他们是收藏大家,家世显赫,虽然从北京逃到了香港,算是偏安一隅,但从满清完了,直到近些年,他们家一直是各路白道黑道重点关注的对象。
在她这一代还好些,在那些****的年代,他们家是散财又消灾,送走了一拨又一拨上门勒索跟绑票的主。
他的叔父在二十年前,还被当时的帮会直接给敲诈过八十万港币。
这些都历历在目,所以兰心被苏婉劫持,心里倒也不算特别紧张,她第一个想到的就是他们准备要赎金。但才刚想到,就听到他们只不过是想打听王馆长他们的底细。
连自己都才刚打他们的主意,怎么其他人也盯上他了。
深处漩涡最深处的兰心,此刻一点也没感觉到,从靠近王馆长的那一刻起,她已经在改写了她的命运,以及她整个香港陈家的命运。
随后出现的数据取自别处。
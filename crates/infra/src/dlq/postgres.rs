//! Postgres-backed dead letter queue.
//!
//! Entries and reprocess records are JSONB bodies keyed by firm. Writes that
//! change a firm's depth (`write`, `record_reprocess`) take a
//! transaction-scoped advisory lock on the firm first, so the depth `write`
//! reports around its insert is exact even with many writers.
//!
//! Calls block on the runtime handle captured at construction, like the
//! Postgres job store.

use std::future::Future;
use std::sync::Arc;

use serde::Serialize;
use serde::de::DeserializeOwned;
use sqlx::postgres::PgRow;
use sqlx::{PgPool, Postgres, Row, Transaction};
use tokio::runtime::Handle;
use tracing::instrument;

use forgeflow_core::{DeadLetterId, ExecutionId, TenantId};

use super::{
    DeadLetterEntry, DeadLetterError, DeadLetterListing, DeadLetterStore, DepthChange, ReprocessRecord,
};

/// Schema for DLQ entries and the reprocess log.
pub const MIGRATION: &str = include_str!("../../migrations/0003_dead_letters.sql");

const DEPTH_QUERY: &str = r#"
    SELECT COUNT(*)
    FROM dead_letters d
    WHERE d.tenant_id = $1
      AND NOT EXISTS (SELECT 1 FROM dead_letter_reprocesses r WHERE r.dead_letter_id = d.id)
"#;

#[derive(Debug, Clone)]
pub struct PostgresDeadLetterStore {
    pool: Arc<PgPool>,
    runtime: Handle,
}

impl PostgresDeadLetterStore {
    pub fn new(pool: PgPool, runtime: Handle) -> Self {
        Self {
            pool: Arc::new(pool),
            runtime,
        }
    }

    /// Apply the DLQ schema (idempotent).
    pub async fn migrate(&self) -> Result<(), DeadLetterError> {
        sqlx::raw_sql(MIGRATION)
            .execute(&*self.pool)
            .await
            .map_err(|e| map_sqlx_error("migrate", e))?;
        Ok(())
    }

    fn block_on<F, T>(&self, fut: F) -> Result<T, DeadLetterError>
    where
        F: Future<Output = Result<T, DeadLetterError>>,
    {
        self.runtime.block_on(fut)
    }

    #[instrument(skip(self, entry), fields(dead_letter_id = %entry.id, firm_id = %entry.tenant_id), err)]
    pub async fn write_async(&self, entry: DeadLetterEntry) -> Result<DepthChange, DeadLetterError> {
        let mut tx = self.begin_for(entry.tenant_id).await?;
        let before = depth_in(&mut tx, entry.tenant_id).await?;

        sqlx::query(
            r#"
            INSERT INTO dead_letters (id, tenant_id, execution_id, body, failed_at)
            VALUES ($1, $2, $3, $4, $5)
            "#,
        )
        .bind(entry.id.as_uuid())
        .bind(entry.tenant_id.as_uuid())
        .bind(entry.execution_id.as_uuid())
        .bind(encode("dead letter entry", &entry)?)
        .bind(entry.failed_at)
        .execute(&mut *tx)
        .await
        .map_err(|e| {
            if is_unique_violation(&e) {
                DeadLetterError::AlreadyExists(entry.id)
            } else {
                map_sqlx_error("write", e)
            }
        })?;

        tx.commit()
            .await
            .map_err(|e| map_sqlx_error("commit_transaction", e))?;
        Ok(DepthChange {
            before,
            after: before + 1,
        })
    }

    pub async fn get_async(&self, tenant_id: TenantId, id: DeadLetterId) -> Result<DeadLetterEntry, DeadLetterError> {
        let row = sqlx::query("SELECT body FROM dead_letters WHERE id = $1 AND tenant_id = $2")
            .bind(id.as_uuid())
            .bind(tenant_id.as_uuid())
            .fetch_optional(&*self.pool)
            .await
            .map_err(|e| map_sqlx_error("get", e))?;

        match row {
            Some(row) => decode(&row, "dead letter entry"),
            None => Err(DeadLetterError::NotFound(id)),
        }
    }

    pub async fn list_async(&self, tenant_id: TenantId) -> Result<Vec<DeadLetterListing>, DeadLetterError> {
        let rows = sqlx::query(
            r#"
            SELECT d.body,
                   (SELECT COUNT(*) FROM dead_letter_reprocesses r WHERE r.dead_letter_id = d.id) AS reprocess_count
            FROM dead_letters d
            WHERE d.tenant_id = $1
            ORDER BY d.seq
            "#,
        )
        .bind(tenant_id.as_uuid())
        .fetch_all(&*self.pool)
        .await
        .map_err(|e| map_sqlx_error("list", e))?;

        rows.iter()
            .map(|row| {
                let count: i64 = row.try_get("reprocess_count").map_err(|e| map_sqlx_error("list", e))?;
                Ok(DeadLetterListing {
                    entry: decode(row, "dead letter entry")?,
                    reprocess_count: count.max(0) as u32,
                })
            })
            .collect()
    }

    pub async fn record_reprocess_async(
        &self,
        tenant_id: TenantId,
        record: ReprocessRecord,
    ) -> Result<(), DeadLetterError> {
        let mut tx = self.begin_for(tenant_id).await?;
        let found = sqlx::query("SELECT 1 FROM dead_letters WHERE id = $1 AND tenant_id = $2")
            .bind(record.dead_letter_id.as_uuid())
            .bind(tenant_id.as_uuid())
            .fetch_optional(&mut *tx)
            .await
            .map_err(|e| map_sqlx_error("record_reprocess", e))?;
        if found.is_none() {
            return Err(DeadLetterError::NotFound(record.dead_letter_id));
        }

        sqlx::query("INSERT INTO dead_letter_reprocesses (dead_letter_id, tenant_id, body) VALUES ($1, $2, $3)")
            .bind(record.dead_letter_id.as_uuid())
            .bind(tenant_id.as_uuid())
            .bind(encode("reprocess record", &record)?)
            .execute(&mut *tx)
            .await
            .map_err(|e| map_sqlx_error("record_reprocess", e))?;

        tx.commit()
            .await
            .map_err(|e| map_sqlx_error("commit_transaction", e))
    }

    pub async fn reprocess_history_async(
        &self,
        tenant_id: TenantId,
        id: DeadLetterId,
    ) -> Result<Vec<ReprocessRecord>, DeadLetterError> {
        self.get_async(tenant_id, id).await?;
        let rows = sqlx::query("SELECT body FROM dead_letter_reprocesses WHERE dead_letter_id = $1 ORDER BY seq")
            .bind(id.as_uuid())
            .fetch_all(&*self.pool)
            .await
            .map_err(|e| map_sqlx_error("reprocess_history", e))?;
        rows.iter().map(|row| decode(row, "reprocess record")).collect()
    }

    pub async fn depth_async(&self, tenant_id: TenantId) -> Result<usize, DeadLetterError> {
        let depth: i64 = sqlx::query_scalar(DEPTH_QUERY)
            .bind(tenant_id.as_uuid())
            .fetch_one(&*self.pool)
            .await
            .map_err(|e| map_sqlx_error("depth", e))?;
        Ok(depth.max(0) as usize)
    }

    pub async fn find_by_execution_async(
        &self,
        tenant_id: TenantId,
        execution_id: ExecutionId,
    ) -> Result<Option<DeadLetterEntry>, DeadLetterError> {
        let row = sqlx::query(
            r#"
            SELECT body FROM dead_letters
            WHERE tenant_id = $1 AND execution_id = $2
            ORDER BY seq DESC
            LIMIT 1
            "#,
        )
        .bind(tenant_id.as_uuid())
        .bind(execution_id.as_uuid())
        .fetch_optional(&*self.pool)
        .await
        .map_err(|e| map_sqlx_error("find_by_execution", e))?;

        row.as_ref().map(|row| decode(row, "dead letter entry")).transpose()
    }

    /// Transaction holding the firm's DLQ lock until it ends.
    async fn begin_for(&self, tenant_id: TenantId) -> Result<Transaction<'static, Postgres>, DeadLetterError> {
        let mut tx = self
            .pool
            .begin()
            .await
            .map_err(|e| map_sqlx_error("begin_transaction", e))?;
        sqlx::query("SELECT pg_advisory_xact_lock(hashtextextended($1, 0))")
            .bind(tenant_id.to_string())
            .execute(&mut *tx)
            .await
            .map_err(|e| map_sqlx_error("lock_firm", e))?;
        Ok(tx)
    }
}

impl DeadLetterStore for PostgresDeadLetterStore {
    fn write(&self, entry: DeadLetterEntry) -> Result<DepthChange, DeadLetterError> {
        self.block_on(self.write_async(entry))
    }

    fn get(&self, tenant_id: TenantId, id: DeadLetterId) -> Result<DeadLetterEntry, DeadLetterError> {
        self.block_on(self.get_async(tenant_id, id))
    }

    fn list(&self, tenant_id: TenantId) -> Result<Vec<DeadLetterListing>, DeadLetterError> {
        self.block_on(self.list_async(tenant_id))
    }

    fn record_reprocess(&self, tenant_id: TenantId, record: ReprocessRecord) -> Result<(), DeadLetterError> {
        self.block_on(self.record_reprocess_async(tenant_id, record))
    }

    fn reprocess_history(
        &self,
        tenant_id: TenantId,
        id: DeadLetterId,
    ) -> Result<Vec<ReprocessRecord>, DeadLetterError> {
        self.block_on(self.reprocess_history_async(tenant_id, id))
    }

    fn depth(&self, tenant_id: TenantId) -> Result<usize, DeadLetterError> {
        self.block_on(self.depth_async(tenant_id))
    }

    fn find_by_execution(
        &self,
        tenant_id: TenantId,
        execution_id: ExecutionId,
    ) -> Result<Option<DeadLetterEntry>, DeadLetterError> {
        self.block_on(self.find_by_execution_async(tenant_id, execution_id))
    }
}

async fn depth_in(tx: &mut Transaction<'static, Postgres>, tenant_id: TenantId) -> Result<usize, DeadLetterError> {
    let depth: i64 = sqlx::query_scalar(DEPTH_QUERY)
        .bind(tenant_id.as_uuid())
        .fetch_one(&mut **tx)
        .await
        .map_err(|e| map_sqlx_error("depth", e))?;
    Ok(depth.max(0) as usize)
}

fn encode<T: Serialize>(what: &str, value: &T) -> Result<serde_json::Value, DeadLetterError> {
    serde_json::to_value(value).map_err(|e| DeadLetterError::Storage(format!("failed to encode {what}: {e}")))
}

fn decode<T: DeserializeOwned>(row: &PgRow, what: &str) -> Result<T, DeadLetterError> {
    let body: serde_json::Value = row.try_get("body").map_err(|e| map_sqlx_error("decode", e))?;
    serde_json::from_value(body).map_err(|e| DeadLetterError::Storage(format!("failed to decode {what}: {e}")))
}

fn is_unique_violation(err: &sqlx::Error) -> bool {
    match err {
        sqlx::Error::Database(db_err) => db_err.code().as_deref() == Some("23505"),
        _ => false,
    }
}

fn map_sqlx_error(operation: &str, err: sqlx::Error) -> DeadLetterError {
    match err {
        sqlx::Error::Database(db_err) => DeadLetterError::Storage(format!(
            "database error in {}: {}",
            operation,
            db_err.message()
        )),
        sqlx::Error::PoolClosed => DeadLetterError::Storage(format!("connection pool closed in {}", operation)),
        _ => DeadLetterError::Storage(format!("sqlx error in {}: {}", operation, err)),
    }
}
“普通朋友?普通朋友会痛苦流涕,说实话,船上那两个年轻人,有一个是你男朋友?”
苏婉看到张如铁跟刘东两个年轻人,却怎么也没想到,这个看似柔若无骨的女子,其实心机早打的够深,王馆长,才是她的男朋友。
兰心心底放下心来:正好,我就顺着你说的话说下去。
“恩,那高个,就是我新交的男朋友。我们刚认识,他就扔下我,回大陆去了,他这个负心汉,没良心的……呜呜……”
兰心哭的梨花带雨,顺势就准备向穿着卫衣的苏婉靠了上来。
苏婉一阵反胃,什么眼神,那个人看上去满脸胡渣,个头虽然高,却跟个野人似的,你好歹一个香港陈家大小姐,要找个什么样的男朋友找不到,要找这么一个?
“那你知道他们的来历吗?”
苏婉接着问道。
“知道,知道,我男朋友他们是文物商人,前阵子收到了一批藏品,听说香港举行佳士得秋拍,然后就来香港了,我们就是这两天认识的。”
兰心顺着苏婉猜想说了下去。
苏婉眼都不眨一下,直接回道:“才认识几天就做你男朋友了,你是不是想男人想疯了,临走的时候还哭的那么伤心。他们怎么把东西运到香港,又是怎么知道佳士得秋拍的?”
苏婉问的不无道理,还有两年香港才回归大陆,这两年两地之间的往来,可以说是连只苍蝇都要分出是香港的还是大陆的,更别说什么佳士得拍卖会,以及一次性运输这么多藏品的大事了。
兰心也猜到了苏婉会想到这些,便继续说道:“我男朋友有认识在香港大陆两地跑的水客,他对这边的信息自然要熟悉的多一点,至于拍卖会这些东西,也都是水客冒着生命危险,从深圳那头直接背过来的。”